Gibt es eine Möglichkeit mit JSTL darauf Einfluss zu nehmen? Kann man der foreach sagen, sie soll hinten Anfangen und nicht vorne? Kann man JSTL sagen er soll eine Liste sortieren? Ich denke das sowas generell nicht geht, dachte aber sichergehen und fragen kann man ja mal.

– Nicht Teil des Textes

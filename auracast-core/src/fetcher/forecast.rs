use async_trait::async_trait;

use crate::{
    Settings,
    error::FetchError,
    http::HttpJsonClient,
    model::{DailyForecastPayload, ForecastRecord, HourlyForecastPayload},
};

use super::{DataKind, Fetcher};

pub const DAILY_FORECAST_URL: &str = "https://api.weather.com/v3/wx/forecast/daily/5day";
pub const HOURLY_FORECAST_URL: &str = "https://api.weather.com/v3/wx/forecast/hourly/2day";

/// Five-day forecast plus the short-range hourly outlook for a geocode.
#[derive(Debug, Clone)]
pub struct ForecastFetcher {
    client: HttpJsonClient,
    daily_url: String,
    hourly_url: String,
}

impl Default for ForecastFetcher {
    fn default() -> Self {
        Self::new(HttpJsonClient::new())
    }
}

impl ForecastFetcher {
    pub fn new(client: HttpJsonClient) -> Self {
        Self {
            client,
            daily_url: DAILY_FORECAST_URL.to_string(),
            hourly_url: HOURLY_FORECAST_URL.to_string(),
        }
    }

    /// Point both endpoints at `base_url`, under `/daily` and `/hourly`.
    pub fn with_base_url(mut self, base_url: impl Into<String>) -> Self {
        let base = base_url.into();
        let base = base.trim_end_matches('/');
        self.daily_url = format!("{base}/daily");
        self.hourly_url = format!("{base}/hourly");
        self
    }
}

#[async_trait]
impl Fetcher for ForecastFetcher {
    type Record = ForecastRecord;

    fn kind(&self) -> DataKind {
        DataKind::Forecast
    }

    async fn fetch(&self, settings: &Settings) -> Result<ForecastRecord, FetchError> {
        let geocode = settings.geocode.as_deref().ok_or_else(|| {
            FetchError::NotConfigured(
                "no geocode for the forecast. Hint: run `auracast configure` first.".to_string(),
            )
        })?;
        let subject = format!("location {geocode}");
        let query = [
            ("geocode", geocode),
            ("format", "json"),
            ("units", settings.units.code()),
            ("language", settings.language.as_str()),
            ("apiKey", settings.api_key.as_str()),
        ];

        // Sequential on purpose: a controller never has two requests outstanding.
        let daily: DailyForecastPayload =
            self.client.fetch_json(&self.daily_url, &query, &subject).await?;
        if daily.is_empty() {
            return Err(FetchError::EmptyResult(subject));
        }

        let hourly: HourlyForecastPayload =
            match self.client.fetch_json(&self.hourly_url, &query, &subject).await {
                Ok(hourly) => hourly,
                Err(FetchError::EmptyResult(_)) => HourlyForecastPayload::default(),
                Err(e) => return Err(e),
            };

        Ok(ForecastRecord {
            days: daily.days(),
            hourly: hourly.hours(),
            dayparts: daily.dayparts(),
        })
    }
}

Es ist natürlich möglich das ganze schon in meiner Fachlogik richtig einzulesen, aber es geht mir hier lediglich um JSTL.


----------



## AFlieger (1. Jul 2011)

Den einzigen Weg, den ich sehe, ist dies über

*begin
end
step*

zu steuern:

Hier der Link zum javadoc von JSTL.

forEach (TLDDoc Generated Documentation)


----------



## sicLotus (1. Jul 2011)

AFlieger hat gesagt.:


> Den einzigen Weg, den ich sehe, ist dies über
> 
> *begin
> end
> ...




Danke. Das klingt ziemlich genau nach dem was ich gesucht hatte. Im Endeffekt nimmt es sich wohl aber nichts, ob ich das mit Servlet oder im JSP mache.


----------